Exercise:Find every homomorphism, writing $f(x_9)$ for each one of them. $f:\mathbb{Z}_9\to\mathbb{Z}_6$
Solution: $f(x_9)=0_6\:\:\:\:\:\:\:f(x_9)=x2_6\:\:\:\:\:\:\:f(x_9)=x4_6$
I do not understand how the author came with the $f(x_9)=x2_6\:\:\:\:\:\:\:f(x_9)=x4_6$ answer.

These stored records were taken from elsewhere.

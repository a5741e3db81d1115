//! Signup, login, and the redirect-to-login flow for privileged routes.

mod common;

use axum::http::StatusCode;
use sqlx::PgPool;

use common::{get, json_body, location, post_form, signup, test_app};

#[sqlx::test]
async fn signup_issues_a_working_session(pool: PgPool) {
    let app = test_app(pool);
    let token = signup(&app, "alice").await;

    let response = get(&app, "/auth/me", Some(&token)).await;
    assert_eq!(response.status(), StatusCode::OK);

    let json = json_body(response).await;
    assert_eq!(json["data"]["username"], "alice");
    assert_eq!(json["data"]["email"], "alice@example.com");
}

#[sqlx::test]
async fn duplicate_username_conflicts(pool: PgPool) {
    let app = test_app(pool);
    signup(&app, "alice").await;

    let response = post_form(
        &app,
        "/auth/signup",
        None,
        "username=alice&email=other%40example.com&password=correct-horse9",
    )
    .await;
    assert_eq!(response.status(), StatusCode::CONFLICT);
}

#[sqlx::test]
async fn short_password_is_rejected(pool: PgPool) {
    let app = test_app(pool);

    let response = post_form(
        &app,
        "/auth/signup",
        None,
        "username=alice&email=alice%40example.com&password=short",
    )
    .await;
    assert_eq!(response.status(), StatusCode::UNPROCESSABLE_ENTITY);
}

#[sqlx::test]
async fn login_rejects_a_wrong_password(pool: PgPool) {
    let app = test_app(pool);
    signup(&app, "alice").await;

    let response = post_form(
        &app,
        "/auth/login",
        None,
        "username=alice&password=wrong-horse",
    )
    .await;
    assert_eq!(response.status(), StatusCode::UNAUTHORIZED);

    let response = post_form(
        &app,
        "/auth/login",
        None,
        "username=nobody&password=correct-horse9",
    )
    .await;
    assert_eq!(response.status(), StatusCode::UNAUTHORIZED);
}

#[sqlx::test]
async fn login_follows_the_return_path(pool: PgPool) {
    let app = test_app(pool);
    signup(&app, "alice").await;

    let response = post_form(
        &app,
        "/auth/login",
        None,
        "username=alice&password=correct-horse9&next=%2Fcreate",
    )
    .await;
    assert_eq!(response.status(), StatusCode::SEE_OTHER);
    assert_eq!(location(&response), "/create");
}

#[sqlx::test]
async fn login_ignores_an_offsite_return_path(pool: PgPool) {
    let app = test_app(pool);
    signup(&app, "alice").await;

    let response = post_form(
        &app,
        "/auth/login",
        None,
        "username=alice&password=correct-horse9&next=https%3A%2F%2Fevil.example",
    )
    .await;
    // no redirect, just the token envelope
    assert_eq!(response.status(), StatusCode::OK);
}

#[sqlx::test]
async fn privileged_routes_redirect_anonymous_users_to_login(pool: PgPool) {
    let app = test_app(pool);

    let response = get(&app, "/create", None).await;
    assert_eq!(response.status(), StatusCode::SEE_OTHER);
    assert_eq!(location(&response), "/auth/login?next=%2Fcreate");

    let response = get(&app, "/follow", None).await;
    assert_eq!(response.status(), StatusCode::SEE_OTHER);
    assert_eq!(location(&response), "/auth/login?next=%2Ffollow");
}

#[sqlx::test]
async fn login_form_echoes_the_return_path(pool: PgPool) {
    let app = test_app(pool);

    let response = get(&app, "/auth/login?next=%2Fcreate", None).await;
    assert_eq!(response.status(), StatusCode::OK);
    let json = json_body(response).await;
    assert_eq!(json["data"]["next"], "/create");
}

#[sqlx::test]
async fn logout_clears_the_session_cookie(pool: PgPool) {
    let app = test_app(pool);
    let token = signup(&app, "alice").await;

    let response = post_form(&app, "/auth/logout", Some(&token), "").await;
    assert_eq!(response.status(), StatusCode::SEE_OTHER);
    assert_eq!(location(&response), "/");

    let set_cookie = response.headers()["set-cookie"].to_str().unwrap();
    assert!(set_cookie.starts_with("session="));
}

#[sqlx::test]
async fn unknown_paths_are_404(pool: PgPool) {
    let app = test_app(pool);

    let response = get(&app, "/no/such/page", None).await;
    assert_eq!(response.status(), StatusCode::NOT_FOUND);

    let json = json_body(response).await;
    assert_eq!(json["success"], false);
}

An homomorphism requires $ord\:b|ord \:a$. However I do not know how can we assure that multiplying by $x$, the $2_6$ we get always a order that divides in this case $9=ord\langle 1_9\rangle=\mathbb{Z}_9$. I tried for the first two cases: if $x=1$,then $ord\:1_9=9$ and the $ord\: 2_6=3$ and $3|9$, if $x=2$,then $ord\:2_9=9$ and the $ord \:2(2_6)=3$ and $3|9$.
Question:
How is this true for any $x$? How can we assure the homomorphism for any x?
Thanks in advance!
If you consider only the even numbers in $\Bbb {Z_6}$ you really have $\Bbb {Z_3}$. Aside from the identity every element has order $3$. What you don't want in $\Bbb {Z_6}$ is the odd numbers because they have order $6$ which does not divide $9$ or $3$.